* Problem description
Give back, word for word, the lines in the listing below from the one holding "#[derive(Debug, Error)]" down to the one holding "pub struct AppConfig", both ends included.
++++++
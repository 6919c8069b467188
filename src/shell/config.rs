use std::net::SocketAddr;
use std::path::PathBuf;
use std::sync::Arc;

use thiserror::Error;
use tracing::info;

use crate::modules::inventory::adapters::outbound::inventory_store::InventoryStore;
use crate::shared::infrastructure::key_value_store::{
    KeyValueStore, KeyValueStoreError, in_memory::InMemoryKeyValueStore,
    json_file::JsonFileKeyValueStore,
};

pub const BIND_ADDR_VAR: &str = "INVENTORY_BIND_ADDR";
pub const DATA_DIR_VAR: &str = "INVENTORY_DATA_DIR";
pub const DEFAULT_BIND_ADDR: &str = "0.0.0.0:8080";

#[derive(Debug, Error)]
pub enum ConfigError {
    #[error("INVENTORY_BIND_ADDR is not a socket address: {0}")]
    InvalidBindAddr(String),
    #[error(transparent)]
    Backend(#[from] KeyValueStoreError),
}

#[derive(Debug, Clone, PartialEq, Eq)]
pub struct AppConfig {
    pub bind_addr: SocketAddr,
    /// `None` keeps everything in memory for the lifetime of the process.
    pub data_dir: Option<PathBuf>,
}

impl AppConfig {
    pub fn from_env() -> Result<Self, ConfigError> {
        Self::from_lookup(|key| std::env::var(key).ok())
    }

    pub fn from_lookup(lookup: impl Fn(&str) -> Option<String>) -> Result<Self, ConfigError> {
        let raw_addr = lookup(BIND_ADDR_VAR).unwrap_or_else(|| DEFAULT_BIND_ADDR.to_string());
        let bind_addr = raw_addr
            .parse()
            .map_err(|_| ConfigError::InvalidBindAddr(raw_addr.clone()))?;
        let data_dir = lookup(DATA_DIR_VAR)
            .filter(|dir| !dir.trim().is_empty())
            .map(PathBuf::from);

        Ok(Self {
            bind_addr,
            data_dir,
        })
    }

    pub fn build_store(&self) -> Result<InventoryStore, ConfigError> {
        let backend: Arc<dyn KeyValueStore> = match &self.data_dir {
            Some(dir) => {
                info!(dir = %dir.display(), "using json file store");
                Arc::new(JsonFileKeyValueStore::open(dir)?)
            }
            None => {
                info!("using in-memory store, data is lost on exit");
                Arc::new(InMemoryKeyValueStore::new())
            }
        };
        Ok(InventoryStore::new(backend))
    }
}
++++++
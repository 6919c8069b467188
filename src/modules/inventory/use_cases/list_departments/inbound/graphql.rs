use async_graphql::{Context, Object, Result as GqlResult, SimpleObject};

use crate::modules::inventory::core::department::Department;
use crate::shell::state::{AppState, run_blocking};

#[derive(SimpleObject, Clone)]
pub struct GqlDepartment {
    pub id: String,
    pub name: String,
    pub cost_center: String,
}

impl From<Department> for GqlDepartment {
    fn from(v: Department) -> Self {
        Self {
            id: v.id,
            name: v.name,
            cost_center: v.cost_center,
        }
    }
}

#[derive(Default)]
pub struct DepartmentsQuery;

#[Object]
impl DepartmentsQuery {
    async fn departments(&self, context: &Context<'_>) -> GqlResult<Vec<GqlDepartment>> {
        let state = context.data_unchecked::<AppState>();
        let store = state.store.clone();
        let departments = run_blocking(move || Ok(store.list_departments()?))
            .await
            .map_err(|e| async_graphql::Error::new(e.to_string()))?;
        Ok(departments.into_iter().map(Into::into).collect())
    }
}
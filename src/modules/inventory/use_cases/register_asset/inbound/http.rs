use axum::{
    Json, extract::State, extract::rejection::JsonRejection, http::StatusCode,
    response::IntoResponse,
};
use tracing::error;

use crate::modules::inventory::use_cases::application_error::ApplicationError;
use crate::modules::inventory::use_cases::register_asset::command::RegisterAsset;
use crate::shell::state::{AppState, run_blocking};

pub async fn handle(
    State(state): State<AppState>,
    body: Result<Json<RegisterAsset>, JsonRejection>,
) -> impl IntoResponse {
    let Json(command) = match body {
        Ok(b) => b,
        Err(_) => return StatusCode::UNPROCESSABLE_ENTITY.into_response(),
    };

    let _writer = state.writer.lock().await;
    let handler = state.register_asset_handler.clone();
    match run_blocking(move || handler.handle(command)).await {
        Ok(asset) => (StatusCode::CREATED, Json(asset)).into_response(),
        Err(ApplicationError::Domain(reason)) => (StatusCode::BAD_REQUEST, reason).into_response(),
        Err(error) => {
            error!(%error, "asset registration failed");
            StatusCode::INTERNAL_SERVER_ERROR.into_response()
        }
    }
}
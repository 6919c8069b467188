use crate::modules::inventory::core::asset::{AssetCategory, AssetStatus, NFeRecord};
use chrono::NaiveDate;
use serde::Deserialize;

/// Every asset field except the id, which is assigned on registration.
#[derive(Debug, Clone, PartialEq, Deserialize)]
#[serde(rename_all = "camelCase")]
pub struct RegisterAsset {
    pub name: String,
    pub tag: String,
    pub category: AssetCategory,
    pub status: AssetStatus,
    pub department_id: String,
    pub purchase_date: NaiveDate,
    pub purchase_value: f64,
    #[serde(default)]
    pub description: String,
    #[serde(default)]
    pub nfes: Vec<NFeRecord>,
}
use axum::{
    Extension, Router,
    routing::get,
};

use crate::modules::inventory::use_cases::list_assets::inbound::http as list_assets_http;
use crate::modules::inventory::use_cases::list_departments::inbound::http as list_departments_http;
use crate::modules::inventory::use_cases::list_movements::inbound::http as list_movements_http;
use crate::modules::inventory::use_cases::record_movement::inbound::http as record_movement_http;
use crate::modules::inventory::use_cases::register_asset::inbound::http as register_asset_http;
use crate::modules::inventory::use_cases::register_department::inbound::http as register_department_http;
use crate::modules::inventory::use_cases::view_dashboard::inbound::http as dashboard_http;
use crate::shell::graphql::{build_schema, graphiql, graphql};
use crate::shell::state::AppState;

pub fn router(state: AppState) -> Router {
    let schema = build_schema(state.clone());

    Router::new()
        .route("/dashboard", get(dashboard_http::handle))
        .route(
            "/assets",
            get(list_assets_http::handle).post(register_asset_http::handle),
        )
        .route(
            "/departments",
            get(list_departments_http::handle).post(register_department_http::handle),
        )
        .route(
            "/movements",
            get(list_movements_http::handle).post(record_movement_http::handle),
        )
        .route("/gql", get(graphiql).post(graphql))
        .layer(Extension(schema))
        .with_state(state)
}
++++++
* Task response
#[derive(Debug, Error)]
pub enum ConfigError {
    #[error("INVENTORY_BIND_ADDR is not a socket address: {0}")]
    InvalidBindAddr(String),
    #[error(transparent)]
    Backend(#[from] KeyValueStoreError),
}

#[derive(Debug, Clone, PartialEq, Eq)]
pub struct AppConfig {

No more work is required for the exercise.